Cannondale Synapse Carbon 105 review

The Cannondale Synapse Carbon 105 is a popular endurance bike that still has a spring in its step

Cannondale Synapse Carbon 105
Cycling Weekly Verdict

The Synapse is an endurance bike that encourages you to sit up and take in your surroundings. If you want to unlock its other side - a snarling beast of a grand tourer that’s as happy to beat your mates off the lights or up a climb in hour one of your ride as it is to be your sight-seeing companion in hour six, you’d be best off upgrading the wheels. It’s safe to say that while it may not have any whizz bang elements of some of its rivals that’s because it does what it does with fuss free understatement and refinement. That’s what you want in an endurance bike, and this remains one of the best at it.

Reasons to buy
  • +

    Sprightly handling

  • +

    Great at reducing road buzz

  • +

    Solid spec

  • +

    Good value

Reasons to avoid
  • -

    Heavy wheels

  • -

    Frame probably due an update

You can trust Cycling Weekly. Our team of experts put in hard miles testing cycling tech and will always share honest, unbiased advice to help you choose. Find out more about how we test.

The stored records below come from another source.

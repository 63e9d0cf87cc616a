//! Rule sets: alias tables, zip patterns, region whitelists and behavior
//! flags, merged from profile layers and an optional user rules document.
//!
//! Layers merge in order. Scalars overwrite, lists append without
//! duplicates and nested maps merge key by key.
//!
//! ```ignore
//! use addrnorm::rules::RuleSet;
//!
//! let rules = RuleSet::from_profiles(&["base", "TH"], None)
//!     .with_layer(RuleSet::load_user_rules("rules.yaml"));
//! ```

use std::fs;
use std::path::Path;

use indexmap::IndexMap;
use serde::{Deserialize, Serialize};
use tracing::{debug, warn};

use crate::error::{AddrNormError, Result};
use crate::record::Field;
use crate::reference::CountryTable;

type AliasMap = IndexMap<String, String>;
type ScopedAliasMap = IndexMap<String, AliasMap>;

/// Profiles compiled into the binary, resolvable without a profiles directory.
const BUILTIN_PROFILES: &[(&str, &str)] = &[
    ("base", include_str!("../profiles/base.yml")),
    ("TH", include_str!("../profiles/TH.yml")),
];

/// Behavior switches for optional cleanup steps.
#[derive(Debug, Clone, Copy, PartialEq, Eq, Serialize, Deserialize)]
pub struct RuleFlags {
    /// Remove unit/apartment/floor designators from street.
    pub drop_unit_attrs: bool,
    /// Remove emails, phone numbers and hashtags from street.
    pub drop_emails_phones_from_street: bool,
    /// Clear region when it repeats locality.
    pub fix_echo_locality_region: bool,
    /// Clear a street consisting of a single bare word.
    pub drop_non_addressy_single_tokens: bool,
}

impl Default for RuleFlags {
    fn default() -> Self {
        Self {
            drop_unit_attrs: false,
            drop_emails_phones_from_street: false,
            fix_echo_locality_region: true,
            drop_non_addressy_single_tokens: false,
        }
    }
}

/// One partial configuration layer (a profile or the user rules).
#[derive(Debug, Clone, Default, Serialize, Deserialize)]
#[serde(default)]
pub struct RuleLayer {
    pub country_aliases: AliasMap,
    pub stop_country_suffixes: Vec<String>,
    pub locality_aliases: AliasMap,
    pub region_aliases: AliasMap,
    pub district_aliases: AliasMap,
    pub locality_aliases_by_country: ScopedAliasMap,
    pub region_aliases_by_country: ScopedAliasMap,
    pub district_aliases_by_country: ScopedAliasMap,
    pub street_suffix_normalization: AliasMap,
    pub zip_patterns: IndexMap<String, String>,
    pub region_lists_by_country: IndexMap<String, Vec<String>>,
    pub drop_unit_attrs: Option<bool>,
    pub drop_emails_phones_from_street: Option<bool>,
    pub fix_echo_locality_region: Option<bool>,
    pub drop_non_addressy_single_tokens: Option<bool>,
}

impl RuleLayer {
    /// Parse a YAML profile.
    pub fn from_yaml(content: &str) -> Result<Self> {
        if content.trim().is_empty() {
            return Ok(Self::default());
        }
        Ok(serde_yaml::from_str(content)?)
    }
}

/// The user-facing rules document.
#[derive(Debug, Clone, Default, Deserialize)]
#[serde(default)]
struct UserRules {
    /// Country name → zip regex.
    country_zip_regex: IndexMap<String, String>,
    /// Place spelling → canonical spelling.
    synonyms: IndexMap<String, String>,
    drop_unit_attrs: Option<bool>,
    drop_emails_phones_from_street: Option<bool>,
    fix_echo_locality_region: Option<bool>,
    drop_non_addressy_single_tokens: Option<bool>,
}

impl UserRules {
    fn into_layer(self, countries: &CountryTable) -> RuleLayer {
        let mut zip_patterns = IndexMap::new();
        for (country, pattern) in self.country_zip_regex {
            let pattern = pattern.trim();
            if pattern.is_empty() {
                continue;
            }
            match countries.lookup(&country) {
                Some(c) => {
                    zip_patterns.insert(c.alpha2.clone(), pattern.to_string());
                }
                None => debug!(country = %country, "zip pattern for unknown country ignored"),
            }
        }

        let synonyms: AliasMap = self
            .synonyms
            .into_iter()
            .filter(|(k, v)| !k.trim().is_empty() && !v.trim().is_empty())
            .collect();

        RuleLayer {
            zip_patterns,
            locality_aliases: synonyms.clone(),
            region_aliases: synonyms,
            drop_unit_attrs: self.drop_unit_attrs,
            drop_emails_phones_from_street: self.drop_emails_phones_from_street,
            fix_echo_locality_region: self.fix_echo_locality_region,
            drop_non_addressy_single_tokens: self.drop_non_addressy_single_tokens,
            ..Default::default()
        }
    }
}

/// Fully merged, read-only rules for one job.
#[derive(Debug, Clone, Default, Serialize)]
pub struct RuleSet {
    country_aliases: AliasMap,
    stop_country_suffixes: Vec<String>,
    locality_aliases: AliasMap,
    region_aliases: AliasMap,
    district_aliases: AliasMap,
    locality_aliases_by_country: ScopedAliasMap,
    region_aliases_by_country: ScopedAliasMap,
    district_aliases_by_country: ScopedAliasMap,
    street_suffix_normalization: AliasMap,
    zip_patterns: IndexMap<String, String>,
    region_lists_by_country: IndexMap<String, Vec<String>>,
    flags: RuleFlags,
    /// Names of layers merged so far, for the report.
    layers: Vec<String>,
}

fn merge_aliases(target: &mut AliasMap, source: AliasMap) {
    for (key, value) in source {
        let key = key.trim().to_lowercase();
        if !key.is_empty() {
            target.insert(key, value.trim().to_string());
        }
    }
}

fn merge_scoped(target: &mut ScopedAliasMap, source: ScopedAliasMap) {
    for (country, aliases) in source {
        merge_aliases(target.entry(country.trim().to_uppercase()).or_default(), aliases);
    }
}

fn append_unique(target: &mut Vec<String>, source: Vec<String>) {
    for item in source {
        let item = item.trim().to_string();
        if !item.is_empty() && !target.contains(&item) {
            target.push(item);
        }
    }
}

impl RuleSet {
    /// Empty rules with default flags.
    pub fn new() -> Self {
        Self::default()
    }

    /// Merge one layer into this set.
    pub fn merge(&mut self, layer: RuleLayer) {
        merge_aliases(&mut self.country_aliases, layer.country_aliases);
        append_unique(&mut self.stop_country_suffixes, layer.stop_country_suffixes);
        merge_aliases(&mut self.locality_aliases, layer.locality_aliases);
        merge_aliases(&mut self.region_aliases, layer.region_aliases);
        merge_aliases(&mut self.district_aliases, layer.district_aliases);
        merge_scoped(&mut self.locality_aliases_by_country, layer.locality_aliases_by_country);
        merge_scoped(&mut self.region_aliases_by_country, layer.region_aliases_by_country);
        merge_scoped(&mut self.district_aliases_by_country, layer.district_aliases_by_country);
        merge_aliases(&mut self.street_suffix_normalization, layer.street_suffix_normalization);

        for (country, pattern) in layer.zip_patterns {
            self.zip_patterns.insert(country.trim().to_uppercase(), pattern);
        }
        for (country, regions) in layer.region_lists_by_country {
            append_unique(
                self.region_lists_by_country
                    .entry(country.trim().to_uppercase())
                    .or_default(),
                regions,
            );
        }

        if let Some(v) = layer.drop_unit_attrs {
            self.flags.drop_unit_attrs = v;
        }
        if let Some(v) = layer.drop_emails_phones_from_street {
            self.flags.drop_emails_phones_from_street = v;
        }
        if let Some(v) = layer.fix_echo_locality_region {
            self.flags.fix_echo_locality_region = v;
        }
        if let Some(v) = layer.drop_non_addressy_single_tokens {
            self.flags.drop_non_addressy_single_tokens = v;
        }
    }

    /// Builder-style merge.
    pub fn with_layer(mut self, layer: RuleLayer) -> Self {
        self.merge(layer);
        self
    }

    /// Merge named profiles in order.
    ///
    /// `<dir>/<name>.yml` is preferred when a directory is given; otherwise
    /// the built-in profile of that name is used. Missing or unreadable
    /// profiles are skipped with a warning.
    pub fn from_profiles<S: AsRef<str>>(names: &[S], dir: Option<&Path>) -> Self {
        let mut rules = Self::new();
        for name in names {
            let name = name.as_ref().trim();
            if name.is_empty() {
                continue;
            }
            match load_profile(name, dir) {
                Ok(layer) => {
                    rules.merge(layer);
                    rules.layers.push(name.to_string());
                }
                Err(e) => warn!(profile = name, error = %e, "profile not loaded"),
            }
        }
        rules
    }

    /// Parse a user rules document. JSON when `is_json`, YAML otherwise.
    pub fn parse_user_rules(content: &str, is_json: bool) -> Result<RuleLayer> {
        if content.trim().is_empty() {
            return Ok(RuleLayer::default());
        }
        let doc: UserRules = if is_json {
            serde_json::from_str(content)?
        } else {
            serde_yaml::from_str(content)?
        };
        Ok(doc.into_layer(CountryTable::builtin()))
    }

    /// Load a user rules file; any failure yields an empty layer.
    pub fn load_user_rules(path: impl AsRef<Path>) -> RuleLayer {
        let path = path.as_ref();
        let is_json = path
            .extension()
            .is_some_and(|ext| ext.eq_ignore_ascii_case("json"));
        let loaded = fs::read_to_string(path)
            .map_err(|e| AddrNormError::io(path, e))
            .and_then(|content| Self::parse_user_rules(&content, is_json));
        match loaded {
            Ok(layer) => layer,
            Err(e) => {
                warn!(path = %path.display(), error = %e, "rules file not loaded");
                RuleLayer::default()
            }
        }
    }

    pub fn flags(&self) -> RuleFlags {
        self.flags
    }

    /// Mutable flags, for callers overriding profile values.
    pub fn flags_mut(&mut self) -> &mut RuleFlags {
        &mut self.flags
    }

    /// Names of the profiles merged into this set.
    pub fn layer_names(&self) -> &[String] {
        &self.layers
    }

    pub fn stop_country_suffixes(&self) -> &[String] {
        &self.stop_country_suffixes
    }

    /// Global country alias for a lower-cased key.
    pub fn country_alias(&self, key: &str) -> Option<&str> {
        self.country_aliases.get(key).map(String::as_str)
    }

    /// Alias for a place field, global table only.
    pub fn place_alias(&self, field: Field, key: &str) -> Option<&str> {
        let table = match field {
            Field::Locality => &self.locality_aliases,
            Field::Region => &self.region_aliases,
            Field::District => &self.district_aliases,
            _ => return None,
        };
        table.get(key).map(String::as_str)
    }

    /// Alias for a place field scoped to one country.
    pub fn scoped_place_alias(&self, field: Field, country_code: &str, key: &str) -> Option<&str> {
        let table = match field {
            Field::Locality => &self.locality_aliases_by_country,
            Field::Region => &self.region_aliases_by_country,
            Field::District => &self.district_aliases_by_country,
            _ => return None,
        };
        table
            .get(country_code)
            .and_then(|aliases| aliases.get(key))
            .map(String::as_str)
    }

    /// Replacement for a street suffix token (lower-case, no trailing dot).
    pub fn street_suffix(&self, token: &str) -> Option<&str> {
        self.street_suffix_normalization.get(token).map(String::as_str)
    }

    pub fn has_street_suffixes(&self) -> bool {
        !self.street_suffix_normalization.is_empty()
    }

    /// Configured zip patterns keyed by alpha-2 code.
    pub fn zip_patterns(&self) -> &IndexMap<String, String> {
        &self.zip_patterns
    }

    /// Region whitelists keyed by alpha-2 code.
    pub fn region_lists(&self) -> &IndexMap<String, Vec<String>> {
        &self.region_lists_by_country
    }
}

fn load_profile(name: &str, dir: Option<&Path>) -> Result<RuleLayer> {
    if let Some(dir) = dir {
        let path = dir.join(format!("{}.yml", name));
        if path.exists() {
            let content = fs::read_to_string(&path).map_err(|e| AddrNormError::io(&path, e))?;
            return RuleLayer::from_yaml(&content);
        }
    }
    let builtin = BUILTIN_PROFILES
        .iter()
        .find(|(n, _)| *n == name)
        .or_else(|| BUILTIN_PROFILES.iter().find(|(n, _)| n.eq_ignore_ascii_case(name)));
    match builtin {
        Some((_, content)) => RuleLayer::from_yaml(content),
        None => Err(AddrNormError::Config(format!("unknown profile '{}'", name))),
    }
}
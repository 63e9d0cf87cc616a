//! Deterministic local address splitter used when no parsing service is
//! configured or it cannot answer.

use once_cell::sync::Lazy;
use regex::Regex;

use super::parser::{AddressParser, ParsedAddress};
use crate::error::Result;

static SEGMENT_RE: Lazy<Regex> = Lazy::new(|| Regex::new(r"[,;]").unwrap());

static NUMERIC_POSTAL_RE: Lazy<Regex> = Lazy::new(|| Regex::new(r"\b\d{4,6}\b").unwrap());

static HOUSE_NUMBER_RE: Lazy<Regex> =
    Lazy::new(|| Regex::new(r"\b\d+[A-Za-z]?(?:/\d+[A-Za-z]?)?\b").unwrap());

static UNIT_SEGMENT_RE: Lazy<Regex> = Lazy::new(|| {
    Regex::new(
        r"(?i)^(?:unit|apt|apartment|room|rm|suite|ste|floor|fl|flr|level|lvl|bldg|building|block|blk)\.?\s*#?\s*[A-Za-z]?\d[A-Za-z0-9/\-]*$",
    )
    .unwrap()
});

/// Mixed letter/digit postal token such as `SW1A` or `H3Z-2Y7`.
fn is_mixed_postal(token: &str) -> bool {
    let len = token.chars().count();
    (3..=10).contains(&len)
        && token.chars().all(|c| c.is_ascii_alphanumeric() || c == '-')
        && token.chars().any(|c| c.is_ascii_digit())
        && token.chars().any(|c| c.is_ascii_alphabetic())
}

fn strip_token(segment: &str, token: &str) -> String {
    segment
        .replacen(token, "", 1)
        .split_whitespace()
        .collect::<Vec<_>>()
        .join(" ")
}

/// Splits on commas and semicolons and assigns segments by position.
///
/// Slashes are not separators, so house numbers like `77/1` survive.
#[derive(Debug, Clone, Default)]
pub struct HeuristicParser;

impl HeuristicParser {
    pub fn new() -> Self {
        Self
    }

    /// Split an address into components. Never fails.
    pub fn split(&self, text: &str) -> ParsedAddress {
        let mut segments: Vec<String> = SEGMENT_RE
            .split(text)
            .map(str::trim)
            .filter(|s| !s.is_empty())
            .map(str::to_string)
            .collect();
        if segments.is_empty() {
            return ParsedAddress::new();
        }

        let mut parsed = ParsedAddress::new();

        let zip = take_postal_code(&mut segments);
        if let Some(zip) = &zip {
            parsed = parsed.with("zip", zip.clone());
        }

        let units: Vec<String> = segments
            .iter()
            .filter(|s| UNIT_SEGMENT_RE.is_match(s))
            .cloned()
            .collect();
        segments.retain(|s| !UNIT_SEGMENT_RE.is_match(s));
        if !units.is_empty() {
            parsed = parsed.with("unit", units.join(", "));
        }

        match segments.len() {
            0 => {}
            1 => parsed = parsed.with("road", segments[0].clone()),
            2 => {
                parsed = parsed
                    .with("road", segments[0].clone())
                    .with("city", segments[1].clone());
            }
            n => {
                parsed = parsed
                    .with("road", segments[..n - 2].join(", "))
                    .with("city", segments[n - 2].clone())
                    .with("country", segments[n - 1].clone());
            }
        }

        let house_number = HOUSE_NUMBER_RE
            .find_iter(text)
            .map(|m| m.as_str())
            .find(|candidate| zip.as_deref() != Some(*candidate));
        if let Some(number) = house_number {
            parsed = parsed.with("house_number", number);
        }

        parsed
    }
}

/// Find and remove the postal code, scanning segments from the end.
///
/// A 4-6 digit number wins; otherwise a mixed letter/digit token in the
/// last segment. In the first segment of a multi-segment address a number
/// only counts when it is the whole segment, so a leading house number is
/// not mistaken for a postal code.
fn take_postal_code(segments: &mut Vec<String>) -> Option<String> {
    let count = segments.len();
    for idx in (0..count).rev() {
        let segment = &segments[idx];
        let Some(found) = NUMERIC_POSTAL_RE.find(segment) else {
            continue;
        };
        let token = found.as_str().to_string();
        if idx == 0 && count > 1 && segment.trim() != token {
            continue;
        }
        consume(segments, idx, &token);
        return Some(token);
    }

    let last = count - 1;
    let token = segments[last]
        .split_whitespace()
        .rev()
        .find(|t| is_mixed_postal(t))
        .map(str::to_string)?;
    if last == 0 && segments[last].trim() != token {
        return None;
    }
    consume(segments, last, &token);
    Some(token.to_uppercase())
}

fn consume(segments: &mut Vec<String>, idx: usize, token: &str) {
    let rest = strip_token(&segments[idx], token);
    if rest.is_empty() {
        segments.remove(idx);
    } else {
        segments[idx] = rest;
    }
}

impl AddressParser for HeuristicParser {
    fn parse(&self, text: &str) -> Result<ParsedAddress> {
        Ok(self.split(text))
    }

    fn name(&self) -> &str {
        "heuristic"
    }
}
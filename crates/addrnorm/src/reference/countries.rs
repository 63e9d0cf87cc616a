//! ISO 3166-1 country table with exact and diacritic-insensitive lookup.

use std::collections::HashMap;

use once_cell::sync::Lazy;
use serde::Serialize;

use crate::text::fold_key;

const COUNTRIES_TSV: &str = include_str!("../../data/countries.tsv");

/// One ISO 3166-1 entry.
#[derive(Debug, Clone, PartialEq, Eq, Serialize)]
pub struct Country {
    pub alpha2: String,
    pub alpha3: String,
    pub name: String,
    pub official_name: Option<String>,
    pub common_name: Option<String>,
}

impl Country {
    /// Name written to output: the common name when one exists.
    pub fn display_name(&self) -> &str {
        self.common_name.as_deref().unwrap_or(&self.name)
    }

    /// All spellings usable for name lookup.
    pub fn names(&self) -> impl Iterator<Item = &str> {
        std::iter::once(self.name.as_str())
            .chain(self.official_name.as_deref())
            .chain(self.common_name.as_deref())
    }
}

/// Country lookup indexes over the built-in table.
#[derive(Debug)]
pub struct CountryTable {
    countries: Vec<Country>,
    /// Lower-cased codes and names.
    exact: HashMap<String, usize>,
    /// Folded names only.
    loose: HashMap<String, usize>,
}

static BUILTIN: Lazy<CountryTable> = Lazy::new(|| CountryTable::from_tsv(COUNTRIES_TSV));

impl CountryTable {
    /// Shared table built from the embedded ISO data.
    pub fn builtin() -> &'static CountryTable {
        &BUILTIN
    }

    fn from_tsv(content: &str) -> Self {
        let non_empty = |s: &str| {
            let s = s.trim();
            (!s.is_empty()).then(|| s.to_string())
        };

        let countries: Vec<Country> = content
            .lines()
            .filter(|line| !line.starts_with('#') && !line.trim().is_empty())
            .filter_map(|line| {
                let mut cols = line.split('\t');
                let alpha2 = non_empty(cols.next()?)?;
                let alpha3 = non_empty(cols.next()?)?;
                let name = non_empty(cols.next()?)?;
                Some(Country {
                    alpha2,
                    alpha3,
                    name,
                    official_name: cols.next().and_then(non_empty),
                    common_name: cols.next().and_then(non_empty),
                })
            })
            .collect();

        let mut exact = HashMap::new();
        let mut loose = HashMap::new();
        for (idx, country) in countries.iter().enumerate() {
            exact.entry(country.alpha2.to_lowercase()).or_insert(idx);
            exact.entry(country.alpha3.to_lowercase()).or_insert(idx);
            for name in country.names() {
                exact.entry(name.to_lowercase()).or_insert(idx);
                loose.entry(fold_key(name)).or_insert(idx);
            }
        }

        Self {
            countries,
            exact,
            loose,
        }
    }

    /// Exact, case-insensitive lookup by alpha-2, alpha-3 or any name.
    pub fn lookup_exact(&self, query: &str) -> Option<&Country> {
        let key = query.trim().to_lowercase();
        self.exact.get(&key).map(|&i| &self.countries[i])
    }

    /// Exact lookup first, then a diacritic-folded name match.
    pub fn lookup(&self, query: &str) -> Option<&Country> {
        if query.trim().is_empty() {
            return None;
        }
        self.lookup_exact(query)
            .or_else(|| self.loose.get(&fold_key(query)).map(|&i| &self.countries[i]))
    }

    /// Entry for an alpha-2 code.
    pub fn by_alpha2(&self, code: &str) -> Option<&Country> {
        let code = code.trim();
        if code.len() != 2 {
            return None;
        }
        self.lookup_exact(code)
    }

    /// Every entry in table order.
    pub fn iter(&self) -> impl Iterator<Item = &Country> {
        self.countries.iter()
    }

    pub fn len(&self) -> usize {
        self.countries.len()
    }

    pub fn is_empty(&self) -> bool {
        self.countries.is_empty()
    }
}

#[cfg(test)]
mod tests {
    use super::*;

    #[test]
    fn test_builtin_table_loaded() {
        let table = CountryTable::builtin();
        assert!(table.len() >= 249);
    }

    #[test]
    fn test_lookup_by_code_and_name() {
        let table = CountryTable::builtin();
        assert_eq!(table.lookup("TH").unwrap().alpha2, "TH");
        assert_eq!(table.lookup("tha").unwrap().alpha2, "TH");
        assert_eq!(table.lookup("thailand").unwrap().alpha2, "TH");
        assert_eq!(table.lookup("Kingdom of Thailand").unwrap().alpha2, "TH");
        assert!(table.lookup("Atlantis").is_none());
        assert!(table.lookup("").is_none());
    }

    #[test]
    fn test_lookup_folds_diacritics() {
        let table = CountryTable::builtin();
        assert_eq!(table.lookup("Cote d'Ivoire").unwrap().alpha2, "CI");
        assert_eq!(table.lookup("CÔTE D'IVOIRE").unwrap().alpha2, "CI");
    }

    #[test]
    fn test_display_prefers_common_name() {
        let table = CountryTable::builtin();
        assert_eq!(table.lookup("VN").unwrap().display_name(), "Vietnam");
        assert_eq!(table.lookup("TH").unwrap().display_name(), "Thailand");
    }

    #[test]
    fn test_by_alpha2_rejects_other_lengths() {
        let table = CountryTable::builtin();
        assert!(table.by_alpha2("THA").is_none());
        assert_eq!(table.by_alpha2("na").unwrap().name, "Namibia");
    }
}
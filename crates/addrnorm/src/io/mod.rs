//! Streaming CSV input and output.

mod layout;
mod reader;
mod writer;

pub use layout::{CsvLayout, is_contact_header, is_contact_value};
pub use reader::{CsvBatchReader, ReaderOptions, parse_delimiter, resolve_encoding};
pub use writer::{BatchWriter, WriterOptions};

pub(crate) use layout::{EMAIL_RE, PHONE_RE};
//! Address extraction: splitting free-form address text into fields.
//!
//! Text is sent to an external parsing service (see [`LibpostalClient`])
//! when one is configured; any failure or empty answer falls back to the
//! local [`HeuristicParser`]. Lookups for one batch run on a bounded pool
//! of worker threads and are applied to records only after every worker
//! has finished.
//!
//! # Example
//!
//! ```no_run
//! use addrnorm::extract::{ExtractionConfig, Extractor};
//!
//! let config = ExtractionConfig::default().with_parser_url("http://localhost:8080/parser");
//! let extractor = Extractor::new(config).unwrap();
//! let parsed = extractor.resolve("77/1 Sukhumvit Road, Bangkok 10110");
//! println!("zip: {:?}", parsed.get("zip"));
//! ```

mod heuristic;
mod libpostal;
mod mock;
mod parser;

use std::collections::HashMap;
use std::fmt;
use std::str::FromStr;
use std::sync::Arc;
use std::thread;
use std::time::Duration;

use serde::Serialize;
use tracing::debug;

pub use heuristic::HeuristicParser;
pub use libpostal::{DEFAULT_TIMEOUT, LibpostalClient, LibpostalConfig};
pub use mock::MockParser;
pub use parser::{AddressParser, ParsedAddress};

use crate::error::Result;
use crate::record::{Field, Record};
use crate::text::folded_eq;

/// How extracted components are merged into records.
#[derive(Debug, Clone, Copy, PartialEq, Eq, Default, Serialize)]
#[serde(rename_all = "kebab-case")]
pub enum ExtractionMode {
    /// No extraction unless another option requests it.
    Off,
    /// Fill only fields that are empty.
    #[default]
    FillMissingOnly,
    /// Overwrite fields with extracted values.
    ExtractAllToFill,
}

impl FromStr for ExtractionMode {
    type Err = String;

    fn from_str(s: &str) -> std::result::Result<Self, Self::Err> {
        match s.trim().to_lowercase().replace('_', "-").as_str() {
            "off" | "none" => Ok(ExtractionMode::Off),
            "fill-missing-only" => Ok(ExtractionMode::FillMissingOnly),
            "extract-all-to-fill" => Ok(ExtractionMode::ExtractAllToFill),
            _ => Err(format!(
                "Unknown mode: {}. Use off, fill-missing-only or extract-all-to-fill.",
                s
            )),
        }
    }
}

impl fmt::Display for ExtractionMode {
    fn fmt(&self, f: &mut fmt::Formatter<'_>) -> fmt::Result {
        match self {
            ExtractionMode::Off => write!(f, "off"),
            ExtractionMode::FillMissingOnly => write!(f, "fill-missing-only"),
            ExtractionMode::ExtractAllToFill => write!(f, "extract-all-to-fill"),
        }
    }
}

/// Extraction settings for a job.
#[derive(Debug, Clone)]
pub struct ExtractionConfig {
    pub mode: ExtractionMode,
    /// Only compose street from the address, leaving other fields alone.
    pub street_from_address: bool,
    /// Also extract rows without address text, from their joined fields.
    pub always_extract: bool,
    /// Worker threads per batch.
    pub concurrency: usize,
    /// Primary parsing service endpoint; `None` uses the heuristic only.
    pub parser_url: Option<String>,
    pub alternate_url: Option<String>,
    pub timeout: Duration,
    pub max_attempts: u32,
}

impl Default for ExtractionConfig {
    fn default() -> Self {
        Self {
            mode: ExtractionMode::default(),
            street_from_address: false,
            always_extract: false,
            concurrency: 1,
            parser_url: None,
            alternate_url: None,
            timeout: DEFAULT_TIMEOUT,
            max_attempts: 3,
        }
    }
}

impl ExtractionConfig {
    pub fn with_mode(mut self, mode: ExtractionMode) -> Self {
        self.mode = mode;
        self
    }

    pub fn with_parser_url(mut self, url: impl Into<String>) -> Self {
        self.parser_url = Some(url.into());
        self
    }

    pub fn with_concurrency(mut self, workers: usize) -> Self {
        self.concurrency = workers.max(1);
        self
    }

    pub fn with_street_from_address(mut self, enabled: bool) -> Self {
        self.street_from_address = enabled;
        self
    }

    pub fn with_always_extract(mut self, enabled: bool) -> Self {
        self.always_extract = enabled;
        self
    }

    /// Whether any option asks for extraction.
    pub fn is_active(&self) -> bool {
        self.mode != ExtractionMode::Off || self.street_from_address || self.always_extract
    }
}

/// What applying one parse result did to a record.
#[derive(Debug, Clone, Default, PartialEq, Eq)]
pub struct ApplyOutcome {
    /// Fields written: (field, before, after).
    pub filled: Vec<(Field, String, String)>,
    /// Populated fields kept although the address disagreed.
    pub conflicts: Vec<Field>,
    /// Region cleared because it repeated locality.
    pub echo_cleared: bool,
}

If you’ve been in the market for an endurance road bike anytime in the last fifteen years the Cannondale Synapse, first launched in 2005, has probably been on your shortlist.

However, the last frame update first broke cover in 2017 and so it is now arguably showing its age, bereft as it is of fancy elstometers or funky tube junctions. To look at this 105 equipped carbon framed model in its rave battleship colour scheme it looks like an archetypal road bike.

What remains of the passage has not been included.